Establishment of cell lineages involves successive differentiation steps that are controlled by specific transcription factors. A runt domain containing transcription factor Runx2 is necessary for osteoblast differentiation and bone formation. In deed, in Runx2-null mice osteoblast differentiation is arrested as both endochondral and intramembranous bone formation fail to occur.
Methods: We tried to identify osteoblast-specific genes.
Results: We have identified a novel zinc finger-containing transcription factor that we have named Osterix. In homozygous Osx-null mutant mice, osteoblast differentiation is arrested. Osx-null mutations lead to complete absence of bones formed through both endochondral and intramembranous bone formation. Normal levels of Runx2 expression in Osx-null mutants indicate that Osx is not required for Runx2 expression. No Osx transcripts are detected in the periosteum of endochondral skeletal elements of Runx2-null mice, indicating that Osx is downstream of Runx2 in the pathway of osteoblast differentiation and that Runx2 is required for Osx expression.

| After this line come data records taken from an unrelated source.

//! Wattrix device REST API

use async_trait::async_trait;
use reqwest::StatusCode;
use tracing::{error, info};

use crate::errors::WattrixError;
use crate::http::client::HttpClient;
use crate::models::mode::ModeRequest;
use crate::models::status::StatusSnapshot;

pub const STATUS_PATH: &str = "/status";
pub const SERIAL_NUMBER_PATH: &str = "/serial-number";
pub const VERSION_PATH: &str = "/version";
pub const DEVICE_INFO_PATH: &str = "/device-info";
pub const MODE_PATH: &str = "/mode";

/// Device operations, as a trait for testability
#[async_trait]
pub trait DeviceApi: Send + Sync {
    /// Read the current status
    async fn get_status(&self) -> Result<StatusSnapshot, WattrixError>;

    /// Read the serial number object
    async fn get_serial_number(&self) -> Result<StatusSnapshot, WattrixError>;

    /// Read the firmware version object
    async fn get_version(&self) -> Result<StatusSnapshot, WattrixError>;

    /// Read the device info object
    async fn get_device_info(&self) -> Result<StatusSnapshot, WattrixError>;

    /// Apply a mode change. `true` only when the device accepted it.
    async fn set_mode(&self, request: &ModeRequest) -> bool;
}

#[async_trait]
impl DeviceApi for HttpClient {
    async fn get_status(&self) -> Result<StatusSnapshot, WattrixError> {
        self.get_object(STATUS_PATH).await
    }

    async fn get_serial_number(&self) -> Result<StatusSnapshot, WattrixError> {
        self.get_object(SERIAL_NUMBER_PATH).await
    }

    async fn get_version(&self) -> Result<StatusSnapshot, WattrixError> {
        self.get_object(VERSION_PATH).await
    }

    async fn get_device_info(&self) -> Result<StatusSnapshot, WattrixError> {
        self.get_object(DEVICE_INFO_PATH).await
    }

    async fn set_mode(&self, request: &ModeRequest) -> bool {
        match self.post_json(MODE_PATH, request).await {
            Ok(StatusCode::OK) => {
                info!("Mode set to {} with payload {:?}", request.mode, request);
                true
            }
            Ok(status) => {
                error!("Failed to set mode {}: HTTP {}", request.mode, status);
                false
            }
            Err(e) => {
                error!("Failed to set mode {}: {}", request.mode, e);
                false
            }
        }
    }
}
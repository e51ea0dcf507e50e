//! Integration lifecycle: setup, unload, reload and the main run loop

use std::future::Future;
use std::net::SocketAddr;
use std::sync::Arc;

use tokio::sync::broadcast;
use tokio::task::{AbortHandle, JoinHandle};
use tracing::{error, info, warn};

use crate::app::options::{AppOptions, LifecycleOptions};
use crate::app::state::DeviceContext;
use crate::errors::WattrixError;
use crate::http::client::HttpClient;
use crate::http::device::DeviceApi;
use crate::server::serve::serve;
use crate::utils::calc_exp_backoff;
use crate::workers::{events, poller};

/// Run the Wattrix agent until `shutdown_signal` resolves.
///
/// Setup is retried with exponential backoff while the device is not ready;
/// configuration errors abort immediately.
pub async fn run(
    options: AppOptions,
    shutdown_signal: impl Future<Output = ()> + Send + 'static,
) -> Result<(), WattrixError> {
    info!("Initializing Wattrix Agent...");
    tokio::pin!(shutdown_signal);

    let mut attempt: u32 = 0;
    let integration = loop {
        match Integration::setup(options.clone()).await {
            Ok(integration) => break integration,
            Err(WattrixError::NotReady(reason)) => {
                let delay = calc_exp_backoff(&options.lifecycle.setup_retry, attempt);
                attempt = attempt.saturating_add(1);
                warn!(
                    "Device not ready (attempt {}): {}. Retrying setup in {:?}...",
                    attempt, reason, delay
                );

                tokio::select! {
                    _ = &mut shutdown_signal => {
                        info!("Shutdown signal received before setup completed");
                        return Ok(());
                    }
                    _ = tokio::time::sleep(delay) => {}
                }
            }
            Err(e) => {
                error!("Failed to set up integration: {}", e);
                return Err(e);
            }
        }
    };

    shutdown_signal.await;
    info!("Shutdown signal received, shutting down...");
    integration.unload().await
}

/// A set-up integration for one device
pub struct Integration {
    options: AppOptions,
    context: Arc<DeviceContext>,
    server_addr: Option<SocketAddr>,
    shutdown_manager: ShutdownManager,
}

impl std::fmt::Debug for Integration {
    fn fmt(&self, f: &mut std::fmt::Formatter<'_>) -> std::fmt::Result {
        f.debug_struct("Integration")
            .field("options", &self.options)
            .field("server_addr", &self.server_addr)
            .finish_non_exhaustive()
    }
}

impl Integration {
    /// Set up against the device at `options.device_base_url`
    pub async fn setup(options: AppOptions) -> Result<Self, WattrixError> {
        let client = HttpClient::new(&options.device_base_url, options.request_timeout)?;
        Self::setup_with_device(options, Arc::new(client)).await
    }

    /// Set up with an explicit device client
    pub async fn setup_with_device(
        options: AppOptions,
        device: Arc<dyn DeviceApi>,
    ) -> Result<Self, WattrixError> {
        info!("Setting up Wattrix integration for {}...", options.device_base_url);

        let context = Arc::new(
            DeviceContext::init(device, &options.device_base_url, &options).await?,
        );

        let (shutdown_tx, _shutdown_rx) = broadcast::channel(1);
        let mut shutdown_manager = ShutdownManager::new(shutdown_tx, options.lifecycle.clone());

        match start_workers(&options, &context, &mut shutdown_manager).await {
            Ok(server_addr) => Ok(Self {
                options,
                context,
                server_addr,
                shutdown_manager,
            }),
            Err(e) => {
                error!("Failed to start integration workers: {}", e);
                shutdown_manager.shutdown().await?;
                Err(e)
            }
        }
    }

    pub fn context(&self) -> &Arc<DeviceContext> {
        &self.context
    }

    /// Address the local API is bound to, when enabled
    pub fn server_addr(&self) -> Option<SocketAddr> {
        self.server_addr
    }

    /// Stop all workers and release the device context
    pub async fn unload(mut self) -> Result<(), WattrixError> {
        info!("Unloading Wattrix integration...");
        self.shutdown_manager.shutdown().await
    }

    /// Unload, then set up again with the same options and device client
    pub async fn reload(self) -> Result<Self, WattrixError> {
        let options = self.options.clone();
        let device = self.context.device.clone();
        self.unload().await?;
        Self::setup_with_device(options, device).await
    }
}

async fn start_workers(
    options: &AppOptions,
    context: &Arc<DeviceContext>,
    shutdown_manager: &mut ShutdownManager,
) -> Result<Option<SocketAddr>, WattrixError> {
    for coordinator in context.coordinators.all() {
        let coordinator = coordinator.clone();
        let mut shutdown_rx = shutdown_manager.subscribe();
        let handle = tokio::spawn(async move {
            poller::run(
                coordinator.as_ref(),
                tokio::time::sleep,
                Box::pin(async move {
                    let _ = shutdown_rx.recv().await;
                }),
            )
            .await;
        });
        shutdown_manager.with_worker_handle(handle);
    }

    if options.enable_events {
        info!("Initializing device event worker...");
        let events_options = options.events.clone();
        let base_url = context.base_url.clone();
        let coordinator = context.coordinators.status.clone();
        let mut shutdown_rx = shutdown_manager.subscribe();
        let handle = tokio::spawn(async move {
            events::run(
                &events_options,
                base_url,
                coordinator,
                Box::pin(async move {
                    let _ = shutdown_rx.recv().await;
                }),
            )
            .await;
        });
        shutdown_manager.with_worker_handle(handle);
    }

    if !options.enable_server {
        return Ok(None);
    }

    info!("Initializing local HTTP server...");
    let mut shutdown_rx = shutdown_manager.subscribe();
    let (addr, handle) = serve(&options.server, context.clone(), async move {
        let _ = shutdown_rx.recv().await;
    })
    .await?;
    shutdown_manager.with_server_handle(handle)?;

    Ok(Some(addr))
}

// ================================= SHUTDOWN ===================================== //

struct ShutdownManager {
    shutdown_tx: broadcast::Sender<()>,
    lifecycle_options: LifecycleOptions,
    worker_handles: Vec<JoinHandle<()>>,
    server_handle: Option<JoinHandle<Result<(), WattrixError>>>,
}

impl ShutdownManager {
    fn new(shutdown_tx: broadcast::Sender<()>, lifecycle_options: LifecycleOptions) -> Self {
        Self {
            shutdown_tx,
            lifecycle_options,
            worker_handles: Vec::new(),
            server_handle: None,
        }
    }

    fn subscribe(&self) -> broadcast::Receiver<()> {
        self.shutdown_tx.subscribe()
    }

    fn with_worker_handle(&mut self, handle: JoinHandle<()>) {
        self.worker_handles.push(handle);
    }

    fn with_server_handle(
        &mut self,
        handle: JoinHandle<Result<(), WattrixError>>,
    ) -> Result<(), WattrixError> {
        if self.server_handle.is_some() {
            return Err(WattrixError::ShutdownError("server_handle already set".to_string()));
        }
        self.server_handle = Some(handle);
        Ok(())
    }

    async fn shutdown(&mut self) -> Result<(), WattrixError> {
        let _ = self.shutdown_tx.send(());

        let abort_handles: Vec<AbortHandle> = self
            .worker_handles
            .iter()
            .map(JoinHandle::abort_handle)
            .chain(self.server_handle.iter().map(JoinHandle::abort_handle))
            .collect();

        match tokio::time::timeout(
            self.lifecycle_options.max_shutdown_delay,
            self.shutdown_impl(),
        )
        .await
        {
            Ok(result) => result,
            Err(_) => {
                error!(
                    "Shutdown timed out after {:?}, aborting remaining workers...",
                    self.lifecycle_options.max_shutdown_delay
                );
                abort_handles.iter().for_each(AbortHandle::abort);
                Err(WattrixError::ShutdownError(format!(
                    "timed out after {:?}",
                    self.lifecycle_options.max_shutdown_delay
                )))
            }
        }
    }

    async fn shutdown_impl(&mut self) -> Result<(), WattrixError> {
        info!("Shutting down Wattrix integration...");

        // 1. Pollers and event worker
        for handle in self.worker_handles.drain(..) {
            handle.await.map_err(|e| WattrixError::ShutdownError(e.to_string()))?;
        }

        // 2. Local server
        if let Some(handle) = self.server_handle.take() {
            handle.await.map_err(|e| WattrixError::ShutdownError(e.to_string()))??;
        }

        info!("Shutdown complete");
        Ok(())
    }
}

Conclusions: Osx is a transcription factor required for osteoblast differentiation. Type I collagen is the most abundant structural protein in vertebrates. Recent transgenic mice studies suggested that separate cis-acting elements in the proa1(I) collagen gene (Col1a1) regulated expression of reporter genes in different type I collagen producing cells. Since the osteoblast-specific element became active at a time when osteoblasts and odontoblasts first appeared in ossification centers and tooth primordia, respectively, transgenes under the control of this element serve as a unique but potent early marker of osteoblast/odontoblast differentiation. Regulation of osteoblast specific elements of Col1a1 by Runx2 and Osx will be discussed.